The friendlier we make our yards to bees, the better our gardens look. Bees pollinate our blooms to help them reproduce, creating more, healthier flowers. Bees are also a crucial step for many of our fruit-bearing garden favorites, so they are a must if you want to enjoy tasty apples or raspberries.
Keeping Bees Alive:
Providing the right food and shelter to attract bees to our gardens is helpful for both us and these adorable pollinators, but we also need to focus on curbing practices that can harm these buzzing beneficial insects. Our local bees are struggling with our use of pesticides, and understanding how these chemicals works can help us prevent hurting our pollinators.
Your entire garden is an ecosystem, complete with lots of complex food chains. When some of our most irritating pests appear, they are usually followed by predators that help us keep their numbers under control. Most pesticides wipe out all insect life – not only will your bees be hurt as the innocent bystanders, but the predators that keep the pests under control will be gone, too. Pesticides might fix a problem for now, but wiping out everything only invites the pests to come back as a bigger problem in the future. In the end, using pesticides and other poisons hurts everything in your garden, including bees, without a lasting benefit to your garden.

To help save your bees, avoid spraying pesticides on anything that is in bloom, if you use them in your garden at all.
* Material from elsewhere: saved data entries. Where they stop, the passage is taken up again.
use super::enums::TaskStatus;
use crate::error::TaskError;
use chrono::NaiveDate;
use serde::{Deserialize, Serialize};
use uuid::Uuid;

/// Completed tasks within this many seconds of their estimate count as on time
const ON_TIME_TOLERANCE_SECS: f64 = 60.0;

/// One unit of planned work for a specific calendar day
#[derive(Debug, Clone, PartialEq, Serialize, Deserialize)]
#[serde(rename_all = "camelCase")]
pub struct Task {
    /// Unique ID, never reused
    pub id: Uuid,
    /// Display label (trimmed, never empty)
    pub name: String,
    /// Estimated duration in hours, fixed at creation
    pub estimated_hours: f64,
    /// Seconds accrued by ticks while active
    pub elapsed_seconds: u64,
    /// Current lifecycle status
    pub status: TaskStatus,
    /// When the task last became active (epoch milliseconds, informational)
    #[serde(default, skip_serializing_if = "Option::is_none")]
    pub start_time: Option<i64>,
    /// Day the task belongs to
    pub date: NaiveDate,
}

impl Task {
    /// Create a pending task, rejecting a blank name or a non-positive estimate
    pub fn new(name: &str, estimated_hours: f64, date: NaiveDate) -> Result<Self, TaskError> {
        let name = name.trim();
        if name.is_empty() {
            return Err(TaskError::EmptyName);
        }
        if !estimated_hours.is_finite() || estimated_hours <= 0.0 {
            return Err(TaskError::InvalidHours(estimated_hours));
        }

        Ok(Self {
            id: Uuid::new_v4(),
            name: name.to_string(),
            estimated_hours,
            elapsed_seconds: 0,
            status: TaskStatus::Pending,
            start_time: None,
            date,
        })
    }

    pub fn is_active(&self) -> bool {
        self.status == TaskStatus::Active
    }

    pub fn is_completed(&self) -> bool {
        self.status == TaskStatus::Completed
    }

    /// Estimate expressed in seconds
    pub fn estimated_seconds(&self) -> f64 {
        self.estimated_hours * 3600.0
    }

    /// Open task that has run past its estimate
    pub fn is_overdue(&self) -> bool {
        !self.is_completed() && self.elapsed_seconds as f64 > self.estimated_seconds()
    }

    /// Format elapsed time as "HH:MM:SS"
    pub fn elapsed_formatted(&self) -> String {
        format_clock(self.elapsed_seconds)
    }

    /// Format estimate as "Xh Ym"
    pub fn estimate_formatted(&self) -> String {
        format_hours_minutes(self.estimated_hours)
    }

    /// How a completed task landed relative to its estimate
    pub fn completion_note(&self) -> Option<CompletionNote> {
        if !self.is_completed() {
            return None;
        }

        // f64 so any stored elapsed value is representable; the u64 cast saturates
        let difference = self.elapsed_seconds as f64 - self.estimated_seconds();
        let note = if difference.abs() < ON_TIME_TOLERANCE_SECS {
            CompletionNote::OnTime
        } else if difference > 0.0 {
            CompletionNote::Late(difference.round() as u64)
        } else {
            CompletionNote::Early((-difference).round() as u64)
        };
        Some(note)
    }
}

/// Outcome of a completed task against its estimate
#[derive(Debug, Clone, Copy, PartialEq, Eq)]
pub enum CompletionNote {
    OnTime,
    /// Seconds over the estimate
    Late(u64),
    /// Seconds under the estimate
    Early(u64),
}

impl std::fmt::Display for CompletionNote {
    fn fmt(&self, f: &mut std::fmt::Formatter<'_>) -> std::fmt::Result {
        match self {
            Self::OnTime => write!(f, "on time"),
            Self::Late(secs) => write!(f, "late {}", format_hours_minutes(*secs as f64 / 3600.0)),
            Self::Early(secs) => write!(f, "early {}", format_hours_minutes(*secs as f64 / 3600.0)),
        }
    }
}

/// Parse the hours field of the add form
pub fn parse_hours(input: &str) -> Result<f64, TaskError> {
    let trimmed = input.trim();
    trimmed
        .parse::<f64>()
        .map_err(|_| TaskError::UnparsableHours(trimmed.to_string()))
}

/// Format a second count as "HH:MM:SS"
pub fn format_clock(total_seconds: u64) -> String {
    let hours = total_seconds / 3600;
    let minutes = (total_seconds % 3600) / 60;
    let seconds = total_seconds % 60;
    format!("{:02}:{:02}:{:02}", hours, minutes, seconds)
}

/// Format fractional hours as "Xh Ym" (omits 0 values, "0m" when nothing is left)
pub fn format_hours_minutes(hours: f64) -> String {
    if hours.is_nan() || hours <= 0.0 {
        return "0m".to_string();
    }
    let total_minutes = (hours * 60.0).round() as u64;
    let h = total_minutes / 60;
    let m = total_minutes % 60;

    if h > 0 && m > 0 {
        format!("{}h {}m", h, m)
    } else if h > 0 {
        format!("{}h", h)
    } else {
        format!("{}m", m)
    }
}
use serde::{Deserialize, Serialize};

/// Lifecycle status of a task
#[derive(Debug, Clone, Copy, PartialEq, Eq, Serialize, Deserialize)]
#[serde(rename_all = "lowercase")]
pub enum TaskStatus {
    Pending,
    Active,
    Completed,
}

impl TaskStatus {
    /// Convert status to an upper-case tag
    pub fn to_tag(&self) -> &'static str {
        match self {
            Self::Pending => "PENDING",
            Self::Active => "ACTIVE",
            Self::Completed => "COMPLETED",
        }
    }

    /// Whether the task still counts as open work (not completed)
    pub fn is_open(&self) -> bool {
        !matches!(self, Self::Completed)
    }

    /// Whether `start` is offered for a task in this state
    pub fn can_start(&self) -> bool {
        matches!(self, Self::Pending)
    }

    /// Whether `complete` is offered for a task in this state
    pub fn can_complete(&self) -> bool {
        matches!(self, Self::Active)
    }

    /// Whether `reset time` is offered for a task in this state
    pub fn can_reset(&self) -> bool {
        self.is_open()
    }
}

/// UI mode for the application
#[derive(Debug, Clone, Copy, PartialEq, Eq)]
pub enum UiMode {
    Normal,
    AddingTask,
    Notice,
    DayChanged, // Shown when midnight has passed, forces restart
}

#[cfg(test)]
mod tests {
    use super::*;

    #[test]
    fn test_status_to_tag() {
        assert_eq!(TaskStatus::Pending.to_tag(), "PENDING");
        assert_eq!(TaskStatus::Active.to_tag(), "ACTIVE");
        assert_eq!(TaskStatus::Completed.to_tag(), "COMPLETED");
    }

    #[test]
    fn test_status_serializes_lowercase() {
        let json = serde_json::to_string(&TaskStatus::Active).unwrap();
        assert_eq!(json, "\"active\"");
        let parsed: TaskStatus = serde_json::from_str("\"completed\"").unwrap();
        assert_eq!(parsed, TaskStatus::Completed);
    }

    #[test]
    fn test_offered_actions() {
        assert!(TaskStatus::Pending.can_start());
        assert!(!TaskStatus::Active.can_start());
        assert!(TaskStatus::Active.can_complete());
        assert!(!TaskStatus::Pending.can_complete());
        assert!(TaskStatus::Active.can_reset());
        assert!(!TaskStatus::Completed.can_reset());
    }
}
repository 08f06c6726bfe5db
pub mod files;
pub mod slots;
pub mod store;

pub use files::{ensure_data_dir, init_local_data_dir};
pub use slots::{load_budget, load_tasks, save_slot, BUDGET_KEY, BUDGET_OPTIONS, TASKS_KEY};
pub use store::{FileStore, KeyValueStore};
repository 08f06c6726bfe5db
use crate::clock::Clock;
use crate::domain::{compute_summary, lifecycle, todays_tasks, DailySummary, Task};
use crate::error::TaskError;
use crate::persistence::{load_budget, load_tasks, save_slot, KeyValueStore, BUDGET_KEY, TASKS_KEY};
use anyhow::Result;
use chrono::NaiveDate;
use uuid::Uuid;

/// Owns every task and the daily budget.
///
/// All task mutations go through [`TaskStore::update`], which swaps in a new
/// snapshot and bumps the revision. Writes are deferred: a mutation marks its
/// slot dirty and [`TaskStore::flush`] persists it later.
pub struct TaskStore<S: KeyValueStore> {
    backend: S,
    clock: Box<dyn Clock>,
    tasks: Vec<Task>,
    daily_budget: f64,
    today: NaiveDate,
    revision: u64,
    tasks_dirty: bool,
    budget_dirty: bool,
}

impl<S: KeyValueStore> TaskStore<S> {
    /// Load both slots and apply the rollover rule for today
    pub fn load(backend: S, clock: Box<dyn Clock>) -> Self {
        let stored = load_tasks(&backend);
        let daily_budget = load_budget(&backend);
        let today = clock.today();

        let tasks = lifecycle::rollover(&stored, today);
        let rolled = tasks
            .iter()
            .zip(&stored)
            .filter(|(after, before)| after != before)
            .count();
        if rolled > 0 {
            tracing::info!(rolled, %today, "carried unfinished tasks over to today");
        }

        tracing::debug!(tasks = tasks.len(), daily_budget, "task store loaded");

        Self {
            backend,
            clock,
            tasks,
            daily_budget,
            today,
            revision: 0,
            tasks_dirty: rolled > 0,
            budget_dirty: false,
        }
    }

    #[cfg(test)]
    pub fn tasks(&self) -> &[Task] {
        &self.tasks
    }

    pub fn todays_tasks(&self) -> Vec<&Task> {
        todays_tasks(&self.tasks, self.today)
    }

    pub fn summary(&self) -> DailySummary {
        compute_summary(&self.tasks, self.today, self.daily_budget)
    }

    pub fn active_task(&self) -> Option<&Task> {
        lifecycle::active_task(&self.tasks)
    }

    pub fn daily_budget(&self) -> f64 {
        self.daily_budget
    }

    /// The day rollover ran for
    pub fn today(&self) -> NaiveDate {
        self.today
    }

    /// Bumped on every snapshot change
    pub fn revision(&self) -> u64 {
        self.revision
    }

    /// Whether the wall-clock date has moved past the day this store was loaded for
    pub fn has_day_changed(&self) -> bool {
        self.clock.today() != self.today
    }

    /// Apply a transition; returns whether the snapshot changed
    fn update(&mut self, transition: impl FnOnce(&[Task]) -> Vec<Task>) -> bool {
        let next = transition(&self.tasks);
        if next == self.tasks {
            return false;
        }
        self.tasks = next;
        self.revision += 1;
        self.tasks_dirty = true;
        true
    }

    /// Create a task for today
    pub fn add(&mut self, name: &str, hours: f64) -> Result<Uuid, TaskError> {
        let task = Task::new(name, hours, self.today).map_err(|e| {
            tracing::warn!(error = %e, "rejected new task");
            e
        })?;
        let id = task.id;
        tracing::debug!(task = %id, name = %task.name, hours, "task added");
        self.update(|tasks| lifecycle::add(tasks, task));
        Ok(id)
    }

    pub fn start(&mut self, id: Uuid) {
        let (today, now) = (self.today, self.clock.now().timestamp_millis());
        if self.update(|tasks| lifecycle::start(tasks, id, today, now)) {
            tracing::debug!(task = %id, "task started");
        }
    }

    pub fn complete(&mut self, id: Uuid) {
        if self.update(|tasks| lifecycle::complete(tasks, id)) {
            tracing::debug!(task = %id, "task completed");
        }
    }

    pub fn delete(&mut self, id: Uuid) {
        if self.update(|tasks| lifecycle::delete(tasks, id)) {
            tracing::debug!(task = %id, "task deleted");
        }
    }

    pub fn reset_time(&mut self, id: Uuid) {
        if self.update(|tasks| lifecycle::reset_time(tasks, id)) {
            tracing::debug!(task = %id, "task timer reset");
        }
    }

    /// Credit elapsed seconds to `id` if it is still active
    pub fn tick(&mut self, id: Uuid, seconds: u64) {
        self.update(|tasks| lifecycle::tick(tasks, id, seconds));
    }

    /// Choose a new daily budget; negative or non-finite values are ignored
    pub fn set_budget(&mut self, budget: f64) {
        if !budget.is_finite() || budget < 0.0 {
            tracing::warn!(budget, "ignoring invalid budget");
            return;
        }
        if budget != self.daily_budget {
            self.daily_budget = budget;
            self.budget_dirty = true;
            tracing::debug!(budget, "daily budget changed");
        }
    }

    /// Whether a mutation is still waiting to be written
    pub fn has_pending_writes(&self) -> bool {
        self.tasks_dirty || self.budget_dirty
    }

    /// Write every dirty slot. A slot that fails stays dirty for the next flush.
    pub fn flush(&mut self) -> Result<()> {
        if self.tasks_dirty {
            save_slot(&mut self.backend, TASKS_KEY, &self.tasks)?;
            self.tasks_dirty = false;
        }
        if self.budget_dirty {
            save_slot(&mut self.backend, BUDGET_KEY, &self.daily_budget)?;
            self.budget_dirty = false;
        }
        Ok(())
    }

    #[cfg(test)]
    pub fn backend(&self) -> &S {
        &self.backend
    }

    #[cfg(test)]
    pub fn backend_mut(&mut self) -> &mut S {
        &mut self.backend
    }
}
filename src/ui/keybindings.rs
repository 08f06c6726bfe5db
use crate::ui::styles::hint_style;
use ratatui::{layout::Rect, text::{Line, Span}, widgets::Paragraph, Frame};

/// Render the keybindings hint bar
pub fn render_keybindings(f: &mut Frame, area: Rect) {
    let hints = Line::from(vec![
        Span::raw(" ↑/↓ select   "),
        Span::raw("Enter/s start   "),
        Span::raw("d done   "),
        Span::raw("r reset   "),
        Span::raw("x delete   "),
        Span::raw("a add   "),
        Span::raw("b budget   "),
        Span::raw("q quit"),
    ]);

    let paragraph = Paragraph::new(hints).style(hint_style());
    f.render_widget(paragraph, area);
}
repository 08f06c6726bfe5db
pub mod enums;
pub mod lifecycle;
pub mod task;
pub mod views;

pub use enums::{TaskStatus, UiMode};
pub use task::{format_hours_minutes, parse_hours, CompletionNote, Task};
pub use views::{compute_summary, status_badge, todays_tasks, ChartSegment, DailySummary};
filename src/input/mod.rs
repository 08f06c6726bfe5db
pub mod handler;

pub use handler::handle_key;
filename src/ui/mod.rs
pub mod budget_pane;
pub mod header_pane;
pub mod input_form;
pub mod keybindings;
pub mod layout;
pub mod list_pane;
pub mod modal;
pub mod progress_pane;
pub mod styles;

use crate::app::AppState;
use crate::domain::UiMode;
use crate::persistence::KeyValueStore;
use budget_pane::render_budget_pane;
use header_pane::render_header_pane;
use input_form::render_input_form;
use keybindings::render_keybindings;
use layout::create_layout;
use list_pane::render_list_pane;
use modal::{render_day_changed_modal, render_notice_modal};
use progress_pane::render_progress_pane;
use ratatui::Frame;

/// Main render function - draws the entire UI
pub fn render<S: KeyValueStore>(f: &mut Frame, app: &AppState<S>) {
    let size = f.size();
    let layout = create_layout(size);
    let summary = app.store.summary();

    render_keybindings(f, layout.keybindings_area);
    render_header_pane(f, &summary, app.store.today(), layout.header_area);
    render_list_pane(f, &app.visible_tasks(), app.selected_index, layout.list_area);
    render_budget_pane(f, app.store.daily_budget(), layout.budget_area);
    render_progress_pane(f, &summary, layout.progress_area);

    // Day changed modal takes precedence over everything else
    if app.ui_mode == UiMode::DayChanged {
        render_day_changed_modal(f, app.store.today(), size);
        return;
    }

    if let Some(form) = &app.input_form {
        render_input_form(f, form, size);
    }

    // Notices stack on top of the form
    if let Some(message) = &app.notice {
        render_notice_modal(f, message, size);
    }
}
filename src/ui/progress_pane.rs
use crate::domain::{ChartSegment, DailySummary};
use crate::ui::styles::{
    border_style, completed_gauge_style, hint_style, pending_gauge_style, title_style,
    unallocated_gauge_style,
};
use ratatui::{
    layout::{Constraint, Direction, Layout, Rect},
    style::Style,
    text::Span,
    widgets::{Block, Borders, Gauge, Paragraph},
    Frame,
};

fn gauge_style(segment: ChartSegment) -> Style {
    match segment {
        ChartSegment::Completed(_) => completed_gauge_style(),
        ChartSegment::Pending(_) => pending_gauge_style(),
        ChartSegment::Unallocated(_) => unallocated_gauge_style(),
    }
}

/// Gauge caption, e.g. "Completed 2.0h (40%)"
fn segment_label(summary: &DailySummary, segment: ChartSegment) -> String {
    format!(
        "{} {:.1}h ({:.0}%)",
        segment.label(),
        segment.hours(),
        summary.chart_ratio(segment) * 100.0
    )
}

/// Render the completed / pending / unallocated breakdown
pub fn render_progress_pane(f: &mut Frame, summary: &DailySummary, area: Rect) {
    let block = Block::default()
        .borders(Borders::ALL)
        .border_style(border_style())
        .title(Span::styled(" Progress ", title_style()));
    let inner = block.inner(area);
    f.render_widget(block, area);

    if summary.daily_budget <= 0.0 {
        f.render_widget(
            Paragraph::new("Select a daily budget to see progress").style(hint_style()),
            inner,
        );
        return;
    }

    let segments = summary.chart_segments();
    let rows = Layout::default()
        .direction(Direction::Vertical)
        .constraints(
            segments
                .iter()
                .map(|_| Constraint::Length(2))
                .chain(std::iter::once(Constraint::Min(0)))
                .collect::<Vec<_>>(),
        )
        .split(inner);

    for (segment, row) in segments.iter().zip(rows.iter()) {
        let gauge = Gauge::default()
            .gauge_style(gauge_style(*segment))
            .ratio(summary.chart_ratio(*segment))
            .label(segment_label(summary, *segment));
        f.render_widget(gauge, Rect { height: 1, ..*row });
    }
}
If you have to use chemicals to solve a garden problem, start with the mildest solution and work upwards in toxicity. Instead of chemicals, consider using safer methods like netting, garden fleece, or mesh barriers to keep pests away, or even using companion plants in the garden that naturally repel pests.
Creating bee-friendly gardens is easy, and we only have benefits to be rewarded with. There are many solutions to the problems that reduce our bee numbers, and many of the ways to attract bees to our yards are not only simple but very aesthetically pleasing. By saving the bees, we not only feel a little better about our impact on the world around us, but we get a garden bursting with life and healthy blooms.